**YOUR OBJECTIVE**
Below are records; transcribe only the line with "entry, same order." and those after it, through the last line, without any change.

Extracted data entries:
|---|
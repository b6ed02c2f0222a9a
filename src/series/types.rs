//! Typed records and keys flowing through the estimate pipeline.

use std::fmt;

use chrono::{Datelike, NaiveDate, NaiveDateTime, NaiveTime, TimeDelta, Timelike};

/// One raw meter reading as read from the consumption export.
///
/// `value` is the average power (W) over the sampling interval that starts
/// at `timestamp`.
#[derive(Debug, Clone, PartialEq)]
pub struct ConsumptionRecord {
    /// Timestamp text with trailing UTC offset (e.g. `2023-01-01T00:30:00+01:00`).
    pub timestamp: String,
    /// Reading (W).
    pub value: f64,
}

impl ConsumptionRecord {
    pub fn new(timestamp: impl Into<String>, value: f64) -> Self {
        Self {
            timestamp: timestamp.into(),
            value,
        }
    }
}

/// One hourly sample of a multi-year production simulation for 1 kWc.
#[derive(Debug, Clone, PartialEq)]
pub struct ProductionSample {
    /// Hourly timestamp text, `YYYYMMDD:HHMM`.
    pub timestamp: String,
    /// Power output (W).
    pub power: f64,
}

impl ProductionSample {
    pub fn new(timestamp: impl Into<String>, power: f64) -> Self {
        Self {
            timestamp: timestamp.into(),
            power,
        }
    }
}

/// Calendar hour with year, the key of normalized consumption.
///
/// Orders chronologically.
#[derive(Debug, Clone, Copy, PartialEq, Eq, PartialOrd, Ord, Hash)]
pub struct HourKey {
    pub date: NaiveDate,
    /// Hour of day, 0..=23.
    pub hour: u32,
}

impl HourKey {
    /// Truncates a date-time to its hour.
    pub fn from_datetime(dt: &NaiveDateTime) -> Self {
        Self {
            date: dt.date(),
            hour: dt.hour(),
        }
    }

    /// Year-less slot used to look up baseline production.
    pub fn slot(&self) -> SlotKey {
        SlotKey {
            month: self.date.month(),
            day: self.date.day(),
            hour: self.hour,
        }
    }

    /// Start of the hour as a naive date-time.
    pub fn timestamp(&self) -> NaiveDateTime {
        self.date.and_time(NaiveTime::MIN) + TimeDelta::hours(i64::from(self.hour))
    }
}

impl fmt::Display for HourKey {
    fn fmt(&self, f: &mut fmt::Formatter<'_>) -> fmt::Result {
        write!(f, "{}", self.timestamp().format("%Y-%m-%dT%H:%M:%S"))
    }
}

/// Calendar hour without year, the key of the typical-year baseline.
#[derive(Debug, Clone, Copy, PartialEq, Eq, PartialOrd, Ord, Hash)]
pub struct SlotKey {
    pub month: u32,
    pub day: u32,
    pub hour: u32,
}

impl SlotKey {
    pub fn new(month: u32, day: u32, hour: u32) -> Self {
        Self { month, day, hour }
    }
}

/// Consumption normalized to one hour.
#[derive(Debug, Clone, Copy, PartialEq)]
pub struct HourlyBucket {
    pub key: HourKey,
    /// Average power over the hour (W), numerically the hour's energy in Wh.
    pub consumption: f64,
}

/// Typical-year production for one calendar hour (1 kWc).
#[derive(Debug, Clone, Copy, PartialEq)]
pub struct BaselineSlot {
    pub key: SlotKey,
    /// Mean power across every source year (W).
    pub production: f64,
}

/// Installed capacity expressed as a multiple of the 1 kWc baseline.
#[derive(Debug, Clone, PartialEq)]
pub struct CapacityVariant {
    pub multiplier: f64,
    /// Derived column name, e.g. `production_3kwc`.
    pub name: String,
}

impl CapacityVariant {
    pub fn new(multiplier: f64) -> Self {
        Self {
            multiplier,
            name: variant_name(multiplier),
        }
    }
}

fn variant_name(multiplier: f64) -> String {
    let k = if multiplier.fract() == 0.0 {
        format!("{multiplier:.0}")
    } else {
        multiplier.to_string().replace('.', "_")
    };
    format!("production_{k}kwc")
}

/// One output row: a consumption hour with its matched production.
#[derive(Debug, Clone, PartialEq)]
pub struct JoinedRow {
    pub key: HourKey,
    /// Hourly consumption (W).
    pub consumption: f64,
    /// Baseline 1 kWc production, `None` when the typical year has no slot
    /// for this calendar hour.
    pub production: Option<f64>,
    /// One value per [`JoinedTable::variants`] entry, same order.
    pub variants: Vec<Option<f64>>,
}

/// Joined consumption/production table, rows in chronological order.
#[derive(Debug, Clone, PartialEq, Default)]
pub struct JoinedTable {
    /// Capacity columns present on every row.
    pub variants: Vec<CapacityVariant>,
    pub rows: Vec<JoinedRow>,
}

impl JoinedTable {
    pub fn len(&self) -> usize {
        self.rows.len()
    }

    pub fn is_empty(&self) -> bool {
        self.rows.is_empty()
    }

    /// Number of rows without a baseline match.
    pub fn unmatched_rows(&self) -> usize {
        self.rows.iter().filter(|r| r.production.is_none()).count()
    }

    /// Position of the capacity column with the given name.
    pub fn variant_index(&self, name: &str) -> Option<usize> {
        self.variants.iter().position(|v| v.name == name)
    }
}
|---|
**RESULT OF THE TASK**
    /// One value per [`JoinedTable::variants`] entry, same order.
    pub variants: Vec<Option<f64>>,
}

/// Joined consumption/production table, rows in chronological order.
#[derive(Debug, Clone, PartialEq, Default)]
pub struct JoinedTable {
    /// Capacity columns present on every row.
    pub variants: Vec<CapacityVariant>,
    pub rows: Vec<JoinedRow>,
}

impl JoinedTable {
    pub fn len(&self) -> usize {
        self.rows.len()
    }

    pub fn is_empty(&self) -> bool {
        self.rows.is_empty()
    }

    /// Number of rows without a baseline match.
    pub fn unmatched_rows(&self) -> usize {
        self.rows.iter().filter(|r| r.production.is_none()).count()
    }

    /// Position of the capacity column with the given name.
    pub fn variant_index(&self, name: &str) -> Option<usize> {
        self.variants.iter().position(|v| v.name == name)
    }
}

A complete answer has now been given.